Susie Maxwell Berning (born July 22, 1941) is a retired American professional golfer. She became a member of the LPGA Tour in 1964 and won four major championships and eleven LPGA Tour victories in all. She also competed under her maiden name Susie Maxwell from 1964 to 1968. She was inducted into the World Golf Hall of Fame in 2022.

Amateur career
Maxwell was born in Pasadena, California. Her family moved to Oklahoma City, Oklahoma when she was 13. After taking up golf at the age of 15, she immediately won three-straight Oklahoma State High School Championships.
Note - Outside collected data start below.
//! Artifact store upload client.
//!
//! Each file is streamed to the store and the returned task id is recorded
//! in the manifest so the file can be fetched back later.

use crate::config::BackupClientConfig;
use crate::utils::errors::{BackupError, Result};
use serde::Deserialize;
use std::path::{Path, PathBuf};
use std::sync::Arc;
use tokio::sync::Semaphore;
use tokio_util::io::ReaderStream;
use tracing::{info, warn};

/// Task id recorded for files that were not uploaded.
pub const NOT_UPLOADED: &str = "-1";

#[derive(Debug, Deserialize)]
struct UploadResponse {
    task_id: serde_json::Value,
}

#[derive(Debug, Clone)]
pub struct UploadClient {
    http: reqwest::Client,
    url: String,
    token: String,
    concurrency: usize,
}

impl UploadClient {
    /// `None` when uploads are disabled.
    pub fn from_config(cfg: &BackupClientConfig) -> Option<Self> {
        if !cfg.enable {
            return None;
        }
        Some(Self {
            http: reqwest::Client::new(),
            url: cfg.url.trim_end_matches('/').to_string(),
            token: cfg.token.clone(),
            concurrency: cfg.concurrency.max(1),
        })
    }

    /// Upload one file and return the store's task id.
    pub async fn upload(&self, path: &Path, backup_id: &str) -> Result<String> {
        let file = tokio::fs::File::open(path).await?;
        let size = file.metadata().await?.len();
        let name = path
            .file_name()
            .map(|n| n.to_string_lossy().to_string())
            .unwrap_or_default();
        let body = reqwest::Body::wrap_stream(ReaderStream::new(file));

        let resp = self
            .http
            .post(format!("{}/upload", self.url))
            .bearer_auth(&self.token)
            .header("x-backup-id", backup_id)
            .header("x-file-name", &name)
            .header("x-total-size", size.to_string())
            .body(body)
            .send()
            .await?;

        if !resp.status().is_success() {
            let status = resp.status();
            let text = resp.text().await.unwrap_or_default();
            return Err(BackupError::ExternalTool {
                tool: "backup_client".to_string(),
                status: status.to_string(),
                output: text,
            });
        }

        let parsed: UploadResponse = resp.json().await?;
        let task_id = match parsed.task_id {
            serde_json::Value::String(s) => s,
            other => other.to_string(),
        };
        info!(file = %name, size, task_id = %task_id, "Uploaded");
        Ok(task_id)
    }

    /// Upload files with at most `concurrency` transfers in flight.
    /// Results come back in input order.
    pub async fn upload_all(&self, paths: Vec<PathBuf>, backup_id: &str) -> Vec<Result<String>> {
        let semaphore = Arc::new(Semaphore::new(self.concurrency));
        let mut handles = Vec::with_capacity(paths.len());

        for path in paths {
            let sem = Arc::clone(&semaphore);
            let client = self.clone();
            let backup_id = backup_id.to_string();
            handles.push(tokio::spawn(async move {
                let _permit = sem
                    .acquire_owned()
                    .await
                    .map_err(|e| BackupError::Process(format!("upload semaphore closed: {}", e)))?;
                client.upload(&path, &backup_id).await
            }));
        }

        let mut results = Vec::with_capacity(handles.len());
        for handle in handles {
            results.push(match handle.await {
                Ok(r) => r,
                Err(e) => {
                    warn!("Upload task panicked: {}", e);
                    Err(BackupError::Process(e.to_string()))
                }
            });
        }
        results
    }
}

#[cfg(test)]
mod tests {
    use super::*;

    #[test]
    fn test_disabled_client() {
        let cfg = BackupClientConfig::default();
        assert!(UploadClient::from_config(&cfg).is_none());
    }

    #[test]
    fn test_enabled_client_trims_url() {
        let cfg = BackupClientConfig {
            enable: true,
            url: "http://store.local:8080/".to_string(),
            token: "t".to_string(),
            concurrency: 0,
        };
        let client = UploadClient::from_config(&cfg).unwrap();
        assert_eq!(client.url, "http://store.local:8080");
        assert_eq!(client.concurrency, 1);
    }

    #[test]
    fn test_response_task_id_forms() {
        let r: UploadResponse = serde_json::from_str(r#"{"task_id": 42}"#).unwrap();
        assert_eq!(r.task_id.to_string(), "42");
        let r: UploadResponse = serde_json::from_str(r#"{"task_id": "abc"}"#).unwrap();
        assert_eq!(r.task_id, serde_json::Value::String("abc".into()));
    }
}
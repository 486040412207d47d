//! Flashback job configuration, from an INI or JSON file.

use crate::error::{Result, RollbackError};
use crate::filter::FilterRule;
use chrono::{DateTime, Local, NaiveDateTime, TimeZone};
use dbbackup::config::split_list;
use dbbackup::utils::mysqlconn::MysqlConnParam;
use serde::{Deserialize, Serialize};
use std::path::{Path, PathBuf};

pub const TIME_FORMAT: &str = "%Y-%m-%d %H:%M:%S";

#[derive(Debug, Clone, Serialize, Deserialize)]
pub struct FlashbackConfig {
    pub host: String,
    pub port: u16,
    pub user: String,
    #[serde(default)]
    pub password: String,
    #[serde(default = "default_charset")]
    pub charset: String,

    /// `YYYY-MM-DD HH:MM:SS`, local time
    pub start_time: String,
    /// Defaults to now
    #[serde(default)]
    pub stop_time: String,

    /// Comma separated
    #[serde(default)]
    pub databases: String,
    /// Comma separated, `db.table` or bare table names
    #[serde(default)]
    pub tables: String,

    /// Decoder row filter; `@column` references are resolved to ordinals
    #[serde(default)]
    pub rows_filter: String,
    /// CSV file whose header names columns and whose rows are matched as OR-ed tuples
    #[serde(default)]
    pub rows_filter_file: Option<PathBuf>,
    #[serde(default)]
    pub filter_rules: Vec<FilterRule>,

    /// Defaults to the directory of `@@log_bin_basename`
    #[serde(default)]
    pub binlog_dir: Option<PathBuf>,
    /// Explicit comma separated binlog names inside `binlog_dir`; skips the time scan
    #[serde(default)]
    pub binlog_files: String,

    pub work_dir: PathBuf,
    /// Write the replayed statements to the binlog
    #[serde(default)]
    pub recover_binlog: bool,
    /// Decode only, leave `flashback.sql` for review
    #[serde(default)]
    pub parse_only: bool,

    #[serde(default)]
    pub decoder_path: Option<PathBuf>,
    #[serde(default)]
    pub mysql_client_path: Option<PathBuf>,
    #[serde(default)]
    pub tool_dir: Option<PathBuf>,
}

fn default_charset() -> String {
    "utf8mb4".to_string()
}

pub fn parse_time(raw: &str) -> Result<DateTime<Local>> {
    let naive = NaiveDateTime::parse_from_str(raw.trim(), TIME_FORMAT)
        .map_err(|e| RollbackError::validation(format!("time {:?} is not {}: {}", raw, TIME_FORMAT, e)))?;
    Local
        .from_local_datetime(&naive)
        .earliest()
        .ok_or_else(|| RollbackError::validation(format!("time {:?} does not exist locally", raw)))
}

impl FlashbackConfig {
    /// Load from `path` (JSON by extension, INI otherwise), overlay
    /// `FLASHBACK_*` environment variables and `overrides`, then validate.
    pub fn load(path: &Path, overrides: &[(String, String)]) -> Result<Self> {
        let format = match path.extension().and_then(|e| e.to_str()) {
            Some("json") => config::FileFormat::Json,
            _ => config::FileFormat::Ini,
        };
        let mut builder = config::Config::builder()
            .add_source(config::File::from(path).format(format))
            .add_source(config::Environment::with_prefix("FLASHBACK").prefix_separator("_"));
        for (key, value) in overrides {
            builder = builder.set_override(key.as_str(), value.as_str())?;
        }
        let cfg: FlashbackConfig = builder.build()?.try_deserialize()?;
        cfg.validate()?;
        Ok(cfg)
    }

    pub fn validate(&self) -> Result<()> {
        if self.host.trim().is_empty() || self.port == 0 {
            return Err(RollbackError::validation("host and port must be set"));
        }
        if self.user.trim().is_empty() {
            return Err(RollbackError::validation("user must be set"));
        }
        if self.work_dir.as_os_str().is_empty() {
            return Err(RollbackError::validation("work_dir must be set"));
        }
        let (start, stop) = self.window(Local::now())?;
        if start >= stop {
            return Err(RollbackError::validation(format!(
                "start_time {} is not before stop_time {}",
                start.format(TIME_FORMAT),
                stop.format(TIME_FORMAT)
            )));
        }
        let sources = [
            !self.rows_filter.trim().is_empty(),
            self.rows_filter_file.is_some(),
            !self.filter_rules.is_empty(),
        ];
        if sources.iter().filter(|s| **s).count() > 1 {
            return Err(RollbackError::validation(
                "use only one of rows_filter, rows_filter_file and filter_rules",
            ));
        }
        if !self.binlog_files.trim().is_empty() && self.binlog_dir.is_none() {
            return Err(RollbackError::validation("binlog_files needs binlog_dir"));
        }
        Ok(())
    }

    /// `[start, stop]`, with an empty stop meaning `now`.
    pub fn window(&self, now: DateTime<Local>) -> Result<(DateTime<Local>, DateTime<Local>)> {
        let start = parse_time(&self.start_time)?;
        let stop = if self.stop_time.trim().is_empty() {
            now
        } else {
            parse_time(&self.stop_time)?
        };
        Ok((start, stop))
    }

    pub fn database_list(&self) -> Vec<String> {
        split_list(&self.databases)
    }

    pub fn table_list(&self) -> Vec<String> {
        split_list(&self.tables)
    }

    pub fn binlog_file_list(&self) -> Vec<String> {
        split_list(&self.binlog_files)
    }

    pub fn conn_param(&self) -> MysqlConnParam {
        MysqlConnParam::new(&self.host, self.port, &self.user, &self.password)
    }

    pub fn binlog_work_dir(&self) -> PathBuf {
        self.work_dir.join("binlog")
    }

    pub fn output_path(&self) -> PathBuf {
        self.work_dir.join("flashback.sql")
    }
}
She also won the Oklahoma City Women's Amateur from 1959 to 1961. In 1963, she won the Oklahoma Women's Amateur. She was the first woman to receive a golf scholarship from Oklahoma City University, where she competed on the men's team and she was a member of the Alpha Phi sorority.

Professional career
She turned pro and joined the LPGA Tour in 1964, and earned LPGA Rookie of the Year honors. She won her first tournament in 1965 at the Muskogee Civitan Open. She was named Most Improved Player for 1967. She won 11 times on the Tour, a high proportion of her wins coming in major championships, the 1965 Women's Western Open and the U.S. Women's Open in 1968, 1972 and 1973. However her form was inconsistent from her late twenties on, with the last of her three top-10 finishes on the money list coming in 1969. She stayed on the Tour for many years, though she did not always play full-time, and played 13 events as late as 1995. She made her final appearance on the Tour in 1996.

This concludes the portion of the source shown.